About Love's Labour's Lost

 

Most scholars believe that this play was authored by Shakespeare, produced, and then revised and rewritten by Shakespeare for later performances. In one of the earliest references to the play, in the quarto of 1598, we find Love's Labour's Lost being referred to as "a pleasant comedy"; furthermore, we read that it was "presented before her Highness this last Christmas. Newly corrected and augmented by W. Shakespeare." What we have, then, is, really, a revised version of a play that Shakespeare felt needed additional work. That is, he was not content with it, and he was not merely correcting it as a proofreader might, but he was correcting it as a playwright would, for he was interested in the dramatic dimensions and worth of the play and not in its printed text. This fact is obvious if one studies the folio itself, for it is filled with textual ambiguities. Each editor of a Shakespeare collection has a true task before him when he confronts this play and must decide on a "text" that he considers both accurate and "genuine."

Curiously, Shakespeare apparently used no known source for this play, and thus scholars have concentrated, most often, on various similarities between this play's focus on sonnet writing and the sonnets which Shakespeare was composing at approximately the same time that he wrote this play.

In the eighteenth century, Love's Labour's Lost was perhaps the most unpopular of all of Shakespeare's plays, and even in the nineteenth century, it was held in low esteem. While the play is not one of Shakespeare's most mature comedies, modern audiences who are familiar with Romeo and Juliet can appreciate Shakespeare's irony and satire as he scoffs at lovers "in love with love," rather than in love with a woman. This comedy is filled with duplicity and poseurs — much like the early Romeo, who fancied himself "deathly" in love with Rosaline, a character who never appears in the play — appropriately because her significance is more in Romeo's imagination than in reality.

Shakespeare's satiric sense which he was to use throughout the rest of his life is first evidenced here. Yet, in this early play, one does not feel that the satire is forced or bitter; it is fresh, it has a free and easy quality, and, most of all, it is playful. Some Shakespeare scholars believe that Shakespeare was attacking a certain group of intellectuals who considered themselves elitely studious; the group included Sir Walter Raleigh and the poet Thomas Nashe, among others. If this is true, however, Shakespeare was not "attacking" them; the flavor that flows throughout this comedy is merry, and its plea is for simplicity and common sense. If anything, Shakespeare was satirizing excess — in all its varieties. The quality in human beings which Shakespeare valued highly and which he evokes here is mirth. He places himself at a distance from humankind and invites us to do the same and laugh at our follies.

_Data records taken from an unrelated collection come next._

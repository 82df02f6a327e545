use crate::finance;
use crate::math::Scalar;

use super::activity::Activity;

/// Expected-return projection for a single activity.
#[derive(Debug, Clone, PartialEq)]
pub struct ExpectedReturn {
    /// Name of the projected activity.
    pub activity: String,
    /// Budget the projection is based on.
    pub budget: Scalar,
    /// Projected return amount.
    pub value: Scalar,
}

/// Ordered register of financial activities.
///
/// The log is a plain value owned by the caller and threaded through
/// explicitly; nothing here touches ambient or global state.
#[cfg_attr(feature = "serde", derive(serde::Serialize, serde::Deserialize))]
#[derive(Clone, PartialEq)]
pub struct ActivityLog {
    name: String,
    entries: Vec<Activity>,
}

impl ActivityLog {
    /// Creates an empty log.
    #[must_use]
    pub fn new(name: impl Into<String>) -> Self {
        Self {
            name: name.into(),
            entries: Vec::new(),
        }
    }

    /// Appends an activity, keeping insertion order.
    pub fn add(&mut self, activity: Activity) {
        self.entries.push(activity);
    }

    /// Registered activities in insertion order.
    #[must_use]
    pub fn activities(&self) -> &[Activity] {
        &self.entries
    }

    /// Removes every registered activity.
    pub fn clear(&mut self) {
        self.entries.clear();
    }

    /// Projects the expected return of every activity at a per-month rate
    /// held for `months`.
    #[must_use]
    pub fn expected_returns(&self, monthly_rate: Scalar, months: u32) -> Vec<ExpectedReturn> {
        self.entries
            .iter()
            .map(|a| ExpectedReturn {
                activity: a.name().to_string(),
                budget: a.budget(),
                value: finance::expected_return(a.budget(), monthly_rate, months),
            })
            .collect()
    }

    /// Sums the projected return across the whole log.
    #[must_use]
    pub fn total_expected_return(&self, monthly_rate: Scalar, months: u32) -> Scalar {
        self.entries
            .iter()
            .map(|a| finance::expected_return(a.budget(), monthly_rate, months))
            .sum()
    }
}

impl ActivityLog {
    /// Returns the name of the log.
    #[must_use]
    pub fn name(&self) -> &str {
        &self.name
    }

    /// Returns the number of registered activities.
    #[must_use]
    pub fn len(&self) -> usize {
        self.entries.len()
    }

    /// Returns true when no activities are registered.
    #[must_use]
    pub fn is_empty(&self) -> bool {
        self.entries.is_empty()
    }
}

impl std::fmt::Debug for ActivityLog {
    fn fmt(&self, f: &mut std::fmt::Formatter<'_>) -> std::fmt::Result {
        f.debug_struct("ActivityLog")
            .field("name", &self.name)
            .field("entries", &self.entries.len())
            .finish()
    }
}

impl Default for ActivityLog {
    fn default() -> Self {
        Self {
            name: String::from("activities"),
            entries: Vec::new(),
        }
    }
}
//! Convenience re-exports for working with the formula catalog and ledger.

pub use crate::analytics::{exponential_smoothing, z_score};
pub use crate::constants::*;
pub use crate::electrical::{motor_efficiency, three_phase_power_kw};
pub use crate::errors::{DomainError, FieldcalcError};
pub use crate::finance::{expected_return, npv, roi, simple_interest};
pub use crate::input::{parse_kind, parse_label, parse_months, parse_scalar, ParseError};
pub use crate::ledger::{Activity, ActivityKind, ActivityLog, ExpectedReturn};
pub use crate::math::{in_unit_interval, Scalar};
pub use crate::petroleum::{api_gravity, darcy_flow_rate, gor_from_rates};
pub use crate::quality::{defect_rate, oee};
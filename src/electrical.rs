//! Electrical power and machine formulas.

use crate::constants::WATTS_PER_KILOWATT;
use crate::errors::DomainError;
use crate::math::{in_unit_interval, Scalar};

/// Computes three-phase active power in kilowatts.
///
/// P = √3 · V_LL · I · PF / 1000 with line-line volts and line amperes.
/// Fails when `v_ll` or `current_a` is negative, or when `power_factor`
/// falls outside `[0, 1]`.
pub fn three_phase_power_kw(
    v_ll: Scalar,
    current_a: Scalar,
    power_factor: Scalar,
) -> Result<Scalar, DomainError> {
    if v_ll < 0.0 {
        return Err(DomainError::non_negative("v_ll"));
    }
    if current_a < 0.0 {
        return Err(DomainError::non_negative("current_a"));
    }
    if !in_unit_interval(power_factor) {
        return Err(DomainError::unit_interval("power_factor"));
    }
    Ok(Scalar::sqrt(3.0) * v_ll * current_a * power_factor / WATTS_PER_KILOWATT)
}

/// Computes motor efficiency as the output/input power ratio.
///
/// Fails when `input_kw` is not strictly positive.
pub fn motor_efficiency(output_kw: Scalar, input_kw: Scalar) -> Result<Scalar, DomainError> {
    if input_kw <= 0.0 {
        return Err(DomainError::positive("input_kw"));
    }
    Ok(output_kw / input_kw)
}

Shakespeare focuses on two subjects — the folly which lovers fall prey to and the sonnets which they write to their beloveds. Sonnet writing was in fashion when this play was written, and a lighthearted satire on this fad was a sure-fire formula for a light evening's entertainment for the very learned Queen Elizabeth I and her court. There is some historical basis for the sketchy plot, however; Shakespeare did not make up a pretense of a framework on which to hang his satire. In 1578, Catherine de Medici of France (along with her daughter, Marguerite, and a number of ladies-in-waiting) did sail to the court of Henry of Navarre in order to try and arrange for the final sovereignty of the Aquitane to be decided. Shakespeare, however, does not dwell seriously on this framework. He merely uses it as a backdrop against which to present his comedy.

Perhaps it should be noted here that Shakespeare does not use entirely original comic characters in this play, even though he used no known comedy "source." For example, he borrows certain "types" from the Italian commedia dell'arte. He includes the loud braggart (Armado), a type that appears in drama as early as Plautus's stylized miles gloriosus. Then there is also the zany (Moth), the pedant (Holofernes), the parasite (Nathaniel), the stupid rustic (Costard), and the unlearned magistrate (Dull). These were enduring types which also appeared on French and German stages and would eventually find their way into comic operas.